Entries follow. Return each line that contains the word "Just".
[Start of Attachment]
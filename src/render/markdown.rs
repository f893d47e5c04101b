//! Markdown → layout blocks.
//!
//! Inline styling is flattened; the PDF layer only needs block structure.

use pulldown_cmark::{Event, HeadingLevel, Options, Parser, Tag, TagEnd};

/// A block of the plan document, in reading order.
#[derive(Debug, Clone, PartialEq, Eq)]
pub enum Block {
    Heading { level: u8, text: String },
    Paragraph(String),
    ListItem {
        depth: usize,
        marker: String,
        text: String,
    },
    Table {
        header: Vec<String>,
        rows: Vec<Vec<String>>,
    },
    Code(String),
    Rule,
}

fn heading_level_to_u8(level: HeadingLevel) -> u8 {
    match level {
        HeadingLevel::H1 => 1,
        HeadingLevel::H2 => 2,
        HeadingLevel::H3 => 3,
        HeadingLevel::H4 => 4,
        HeadingLevel::H5 => 5,
        HeadingLevel::H6 => 6,
    }
}

#[derive(Default)]
struct TableBuilder {
    header: Vec<String>,
    rows: Vec<Vec<String>>,
    row: Vec<String>,
}

#[derive(Default)]
struct BlockCollector {
    blocks: Vec<Block>,
    text: String,
    heading: Option<u8>,
    /// Next ordinal per open list; `None` for bullet lists.
    lists: Vec<Option<u64>>,
    table: Option<TableBuilder>,
    in_code: bool,
}

impl BlockCollector {
    fn take_text(&mut self) -> String {
        let text = std::mem::take(&mut self.text);
        text.trim().to_string()
    }

    fn flush_paragraph(&mut self) {
        let text = self.take_text();
        if !text.is_empty() {
            self.blocks.push(Block::Paragraph(text));
        }
    }

    fn flush_item(&mut self) {
        let text = self.take_text();
        if text.is_empty() {
            return;
        }
        let depth = self.lists.len().saturating_sub(1);
        let marker = match self.lists.last_mut() {
            Some(Some(n)) => {
                let marker = format!("{n}.");
                *n += 1;
                marker
            }
            _ => "-".to_string(),
        };
        self.blocks.push(Block::ListItem {
            depth,
            marker,
            text,
        });
    }

    fn start(&mut self, tag: Tag<'_>) {
        match tag {
            Tag::Heading { level, .. } => {
                self.flush_paragraph();
                self.heading = Some(heading_level_to_u8(level));
            }
            Tag::List(start) => {
                // A nested list begins inside its parent item's text.
                if self.lists.is_empty() {
                    self.flush_paragraph();
                } else {
                    self.flush_item();
                }
                self.lists.push(start);
            }
            Tag::Item => self.text.clear(),
            Tag::Table(_) => {
                self.flush_paragraph();
                self.table = Some(TableBuilder::default());
            }
            Tag::TableHead | Tag::TableRow => {
                if let Some(table) = self.table.as_mut() {
                    table.row.clear();
                }
            }
            Tag::TableCell => self.text.clear(),
            Tag::CodeBlock(_) => {
                self.flush_paragraph();
                self.in_code = true;
            }
            _ => {}
        }
    }

    fn end(&mut self, tag: TagEnd) {
        match tag {
            TagEnd::Heading(_) => {
                let text = self.take_text();
                let level = self.heading.take().unwrap_or(1);
                if !text.is_empty() {
                    self.blocks.push(Block::Heading { level, text });
                }
            }
            TagEnd::Paragraph => {
                if self.lists.is_empty() {
                    self.flush_paragraph();
                } else {
                    self.text.push(' ');
                }
            }
            TagEnd::Item => self.flush_item(),
            TagEnd::List(_) => {
                self.lists.pop();
            }
            TagEnd::TableCell => {
                let cell = self.take_text();
                if let Some(table) = self.table.as_mut() {
                    table.row.push(cell);
                }
            }
            TagEnd::TableHead => {
                if let Some(table) = self.table.as_mut() {
                    table.header = std::mem::take(&mut table.row);
                }
            }
            TagEnd::TableRow => {
                if let Some(table) = self.table.as_mut() {
                    let row = std::mem::take(&mut table.row);
                    table.rows.push(row);
                }
            }
            TagEnd::Table => {
                if let Some(table) = self.table.take() {
                    self.blocks.push(Block::Table {
                        header: table.header,
                        rows: table.rows,
                    });
                }
            }
            TagEnd::CodeBlock => {
                self.in_code = false;
                let code = std::mem::take(&mut self.text);
                let code = code.trim_end().to_string();
                if !code.is_empty() {
                    self.blocks.push(Block::Code(code));
                }
            }
            _ => {}
        }
    }

    fn event(&mut self, event: Event<'_>) {
        match event {
            Event::Start(tag) => self.start(tag),
            Event::End(tag) => self.end(tag),
            Event::Text(text) | Event::Code(text) => self.text.push_str(&text),
            Event::SoftBreak => self.text.push(if self.in_code { '\n' } else { ' ' }),
            Event::HardBreak => self.text.push('\n'),
            Event::InlineHtml(html) if html.to_ascii_lowercase().starts_with("<br") => {
                self.text.push(' ');
            }
            Event::TaskListMarker(checked) => {
                self.text.push_str(if checked { "[x] " } else { "[ ] " });
            }
            Event::Rule => {
                self.flush_paragraph();
                self.blocks.push(Block::Rule);
            }
            _ => {}
        }
    }
}

/// Parse markdown into layout blocks.
pub fn parse_blocks(markdown: &str) -> Vec<Block> {
    let options = Options::ENABLE_TABLES | Options::ENABLE_STRIKETHROUGH | Options::ENABLE_TASKLISTS;
    let mut collector = BlockCollector::default();
    for event in Parser::new_ext(markdown, options) {
        collector.event(event);
    }
    collector.flush_paragraph();
    collector.blocks
}

#[cfg(test)]
mod tests {
    use super::*;

    #[test]
    fn headings_and_paragraphs() {
        let blocks = parse_blocks("# Weekly Plan\n\nA calm week for **Maya**.\n\n## Monday");
        assert_eq!(
            blocks,
            vec![
                Block::Heading {
                    level: 1,
                    text: "Weekly Plan".to_string()
                },
                Block::Paragraph("A calm week for Maya.".to_string()),
                Block::Heading {
                    level: 2,
                    text: "Monday".to_string()
                },
            ]
        );
    }

    #[test]
    fn table_with_header_and_rows() {
        let md = "\
| Day | Morning | Afternoon | Evening | Night |
|-----|---------|-----------|---------|-------|
| **Monday** | Visual schedule | Park walk | Drawing | Bath |
| Tuesday | Music | Library | Puzzles | Story |
";
        let blocks = parse_blocks(md);
        assert_eq!(blocks.len(), 1);
        match &blocks[0] {
            Block::Table { header, rows } => {
                assert_eq!(header, &["Day", "Morning", "Afternoon", "Evening", "Night"]);
                assert_eq!(rows.len(), 2);
                assert_eq!(rows[0][0], "Monday");
                assert_eq!(rows[1][4], "Story");
            }
            other => panic!("expected table, got {other:?}"),
        }
    }

    #[test]
    fn bullet_and_ordered_lists() {
        let blocks = parse_blocks("- quiet corner\n- headphones\n\n1. first\n2. second\n");
        assert_eq!(
            blocks,
            vec![
                Block::ListItem {
                    depth: 0,
                    marker: "-".to_string(),
                    text: "quiet corner".to_string()
                },
                Block::ListItem {
                    depth: 0,
                    marker: "-".to_string(),
                    text: "headphones".to_string()
                },
                Block::ListItem {
                    depth: 0,
                    marker: "1.".to_string(),
                    text: "first".to_string()
                },
                Block::ListItem {
                    depth: 0,
                    marker: "2.".to_string(),
                    text: "second".to_string()
                },
            ]
        );
    }

    #[test]
    fn nested_list_keeps_parent_text() {
        let blocks = parse_blocks("- Morning\n  - brush teeth\n- Evening\n");
        assert_eq!(blocks.len(), 3);
        assert!(matches!(&blocks[0], Block::ListItem { depth: 0, text, .. } if text == "Morning"));
        assert!(
            matches!(&blocks[1], Block::ListItem { depth: 1, text, .. } if text == "brush teeth")
        );
        assert!(matches!(&blocks[2], Block::ListItem { depth: 0, text, .. } if text == "Evening"));
    }

    #[test]
    fn rule_and_code() {
        let blocks = parse_blocks("before\n\n---\n\n```\nline 1\nline 2\n```\n");
        assert_eq!(
            blocks,
            vec![
                Block::Paragraph("before".to_string()),
                Block::Rule,
                Block::Code("line 1\nline 2".to_string()),
            ]
        );
    }

    #[test]
    fn plain_text_is_one_paragraph() {
        let blocks = parse_blocks("Just some text\nacross lines");
        assert_eq!(
            blocks,
            vec![Block::Paragraph("Just some text across lines".to_string())]
        );
    }
}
[End of Attachment]
* _Exercise solution_:
        let blocks = parse_blocks("Just some text\nacross lines");
            vec![Block::Paragraph("Just some text across lines".to_string())]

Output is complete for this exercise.